WORK ITEM → Transcribe every record below word for word.

** Opening PROVIDED INFORMATION block **

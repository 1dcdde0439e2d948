//! Condition trees and the pure condition evaluator
//!
//! Evaluation is a total function: any structurally malformed condition
//! (missing field, empty composite, wrong `NOT` arity, literal of the wrong
//! shape) reports "not matched, confidence 0" instead of erroring, so one
//! bad rule never aborts evaluation of a rule set.

use chrono::{DateTime, Datelike, Utc};
use regex::Regex;
use serde::{Deserialize, Serialize};
use std::cmp::Ordering;

use core_kernel::{Context, Value};

/// Declared type used to coerce both operands before comparing
#[derive(Debug, Clone, Copy, PartialEq, Eq, Serialize, Deserialize)]
#[serde(rename_all = "snake_case")]
pub enum DataType {
    String,
    Number,
    Boolean,
    Date,
}

/// Comparison operator for simple conditions
#[derive(Debug, Clone, Copy, PartialEq, Eq, Serialize, Deserialize)]
#[serde(rename_all = "snake_case")]
pub enum ComparisonOperator {
    Equals,
    NotEquals,
    GreaterThan,
    GreaterThanOrEqual,
    LessThan,
    LessThanOrEqual,
    Contains,
    NotContains,
    In,
    NotIn,
    Matches,
    DateBefore,
    DateAfter,
    AgeGreaterThan,
    AgeLessThan,
    IsNull,
    IsNotNull,
}

/// Logical operator for composite conditions
#[derive(Debug, Clone, Copy, PartialEq, Eq, Serialize, Deserialize)]
#[serde(rename_all = "snake_case")]
pub enum LogicalOperator {
    And,
    Or,
    Not,
}

/// A boolean condition tree evaluated against a context
///
/// # Invariants
///
/// `Not` must have exactly one child; `And`/`Or` must have at least one.
/// Violations are reported at evaluation time as non-matches, never as
/// construction errors, because rules arrive from external storage.
#[derive(Debug, Clone, PartialEq, Serialize, Deserialize)]
#[serde(tag = "kind", rename_all = "snake_case")]
pub enum RuleCondition {
    /// A single field comparison
    Simple {
        /// Dot-notation path into the context
        field: String,
        operator: ComparisonOperator,
        /// Literal operand
        value: Value,
        /// Type both operands are coerced to before comparing
        data_type: DataType,
    },
    /// A logical combination of sub-conditions
    Composite {
        operator: LogicalOperator,
        conditions: Vec<RuleCondition>,
    },
}

impl RuleCondition {
    /// Convenience constructor for a simple condition
    pub fn simple(
        field: impl Into<String>,
        operator: ComparisonOperator,
        value: impl Into<Value>,
        data_type: DataType,
    ) -> Self {
        RuleCondition::Simple {
            field: field.into(),
            operator,
            value: value.into(),
            data_type,
        }
    }

    /// Convenience constructor for `AND`
    pub fn all(conditions: Vec<RuleCondition>) -> Self {
        RuleCondition::Composite {
            operator: LogicalOperator::And,
            conditions,
        }
    }

    /// Convenience constructor for `OR`
    pub fn any(conditions: Vec<RuleCondition>) -> Self {
        RuleCondition::Composite {
            operator: LogicalOperator::Or,
            conditions,
        }
    }

    /// Convenience constructor for `NOT`
    pub fn negate(condition: RuleCondition) -> Self {
        RuleCondition::Composite {
            operator: LogicalOperator::Not,
            conditions: vec![condition],
        }
    }
}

** Closing PROVIDED INFORMATION block **

ANSWER SPACE →
repository 1dcdde0439e2d948
//! Condition trees and the pure condition evaluator
//!
//! Evaluation is a total function: any structurally malformed condition
//! (missing field, empty composite, wrong `NOT` arity, literal of the wrong
//! shape) reports "not matched, confidence 0" instead of erroring, so one
//! bad rule never aborts evaluation of a rule set.

use chrono::{DateTime, Datelike, Utc};
use regex::Regex;
use serde::{Deserialize, Serialize};
use std::cmp::Ordering;

use core_kernel::{Context, Value};

/// Declared type used to coerce both operands before comparing
#[derive(Debug, Clone, Copy, PartialEq, Eq, Serialize, Deserialize)]
#[serde(rename_all = "snake_case")]
pub enum DataType {
    String,
    Number,
    Boolean,
    Date,
}

/// Comparison operator for simple conditions
#[derive(Debug, Clone, Copy, PartialEq, Eq, Serialize, Deserialize)]
#[serde(rename_all = "snake_case")]
pub enum ComparisonOperator {
    Equals,
    NotEquals,
    GreaterThan,
    GreaterThanOrEqual,
    LessThan,
    LessThanOrEqual,
    Contains,
    NotContains,
    In,
    NotIn,
    Matches,
    DateBefore,
    DateAfter,
    AgeGreaterThan,
    AgeLessThan,
    IsNull,
    IsNotNull,
}

/// Logical operator for composite conditions
#[derive(Debug, Clone, Copy, PartialEq, Eq, Serialize, Deserialize)]
#[serde(rename_all = "snake_case")]
pub enum LogicalOperator {
    And,
    Or,
    Not,
}

/// A boolean condition tree evaluated against a context
///
/// # Invariants
///
/// `Not` must have exactly one child; `And`/`Or` must have at least one.
/// Violations are reported at evaluation time as non-matches, never as
/// construction errors, because rules arrive from external storage.
#[derive(Debug, Clone, PartialEq, Serialize, Deserialize)]
#[serde(tag = "kind", rename_all = "snake_case")]
pub enum RuleCondition {
    /// A single field comparison
    Simple {
        /// Dot-notation path into the context
        field: String,
        operator: ComparisonOperator,
        /// Literal operand
        value: Value,
        /// Type both operands are coerced to before comparing
        data_type: DataType,
    },
    /// A logical combination of sub-conditions
    Composite {
        operator: LogicalOperator,
        conditions: Vec<RuleCondition>,
    },
}

impl RuleCondition {
    /// Convenience constructor for a simple condition
    pub fn simple(
        field: impl Into<String>,
        operator: ComparisonOperator,
        value: impl Into<Value>,
        data_type: DataType,
    ) -> Self {
        RuleCondition::Simple {
            field: field.into(),
            operator,
            value: value.into(),
            data_type,
        }
    }

    /// Convenience constructor for `AND`
    pub fn all(conditions: Vec<RuleCondition>) -> Self {
        RuleCondition::Composite {
            operator: LogicalOperator::And,
            conditions,
        }
    }

    /// Convenience constructor for `OR`
    pub fn any(conditions: Vec<RuleCondition>) -> Self {
        RuleCondition::Composite {
            operator: LogicalOperator::Or,
            conditions,
        }
    }

    /// Convenience constructor for `NOT`
    pub fn negate(condition: RuleCondition) -> Self {
        RuleCondition::Composite {
            operator: LogicalOperator::Not,
            conditions: vec![condition],
        }
    }
}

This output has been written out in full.